STUDY MATERIAL below:

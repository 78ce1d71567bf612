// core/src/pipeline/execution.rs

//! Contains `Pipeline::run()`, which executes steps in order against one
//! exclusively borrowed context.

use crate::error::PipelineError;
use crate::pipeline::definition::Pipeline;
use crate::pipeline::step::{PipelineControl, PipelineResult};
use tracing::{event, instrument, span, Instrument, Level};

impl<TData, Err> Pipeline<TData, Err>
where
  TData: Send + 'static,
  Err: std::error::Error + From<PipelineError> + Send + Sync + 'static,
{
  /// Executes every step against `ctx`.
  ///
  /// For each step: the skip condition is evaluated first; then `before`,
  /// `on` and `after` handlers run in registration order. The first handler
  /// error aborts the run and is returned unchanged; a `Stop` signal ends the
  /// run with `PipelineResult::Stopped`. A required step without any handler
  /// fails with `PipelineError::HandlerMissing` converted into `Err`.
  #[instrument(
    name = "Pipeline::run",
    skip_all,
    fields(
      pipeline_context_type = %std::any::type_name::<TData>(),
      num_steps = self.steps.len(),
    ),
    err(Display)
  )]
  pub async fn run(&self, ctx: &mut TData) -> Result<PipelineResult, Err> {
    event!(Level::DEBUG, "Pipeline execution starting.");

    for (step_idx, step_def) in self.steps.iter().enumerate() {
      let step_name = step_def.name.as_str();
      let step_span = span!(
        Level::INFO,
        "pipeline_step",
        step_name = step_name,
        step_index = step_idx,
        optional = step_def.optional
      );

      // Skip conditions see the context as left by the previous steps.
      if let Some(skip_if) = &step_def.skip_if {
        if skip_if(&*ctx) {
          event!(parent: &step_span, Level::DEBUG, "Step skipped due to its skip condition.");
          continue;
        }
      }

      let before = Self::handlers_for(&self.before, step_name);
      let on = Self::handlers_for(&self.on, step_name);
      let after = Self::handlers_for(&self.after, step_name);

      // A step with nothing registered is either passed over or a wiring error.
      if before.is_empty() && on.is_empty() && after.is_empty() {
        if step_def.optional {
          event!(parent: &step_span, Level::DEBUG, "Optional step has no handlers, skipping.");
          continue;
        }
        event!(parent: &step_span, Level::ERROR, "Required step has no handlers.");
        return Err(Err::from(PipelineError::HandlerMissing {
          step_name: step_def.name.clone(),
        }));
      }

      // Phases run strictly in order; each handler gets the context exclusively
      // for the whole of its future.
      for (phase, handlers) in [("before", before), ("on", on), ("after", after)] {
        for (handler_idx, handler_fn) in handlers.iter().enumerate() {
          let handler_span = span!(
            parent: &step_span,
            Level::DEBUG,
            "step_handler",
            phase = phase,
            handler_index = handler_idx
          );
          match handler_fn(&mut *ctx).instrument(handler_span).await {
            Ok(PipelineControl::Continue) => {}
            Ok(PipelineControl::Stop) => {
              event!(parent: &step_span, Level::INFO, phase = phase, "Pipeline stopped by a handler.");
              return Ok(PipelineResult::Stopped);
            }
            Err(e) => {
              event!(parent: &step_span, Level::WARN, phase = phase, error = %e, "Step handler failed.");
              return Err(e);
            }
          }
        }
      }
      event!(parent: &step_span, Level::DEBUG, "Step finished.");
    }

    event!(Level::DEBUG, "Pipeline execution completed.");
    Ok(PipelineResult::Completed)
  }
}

End of STUDY MATERIAL.

*WORK REQUEST*
Using the entries above, tally how many lines have the word "steps" in them; write the number and nothing more.

*WRITTEN RESPONSE*
4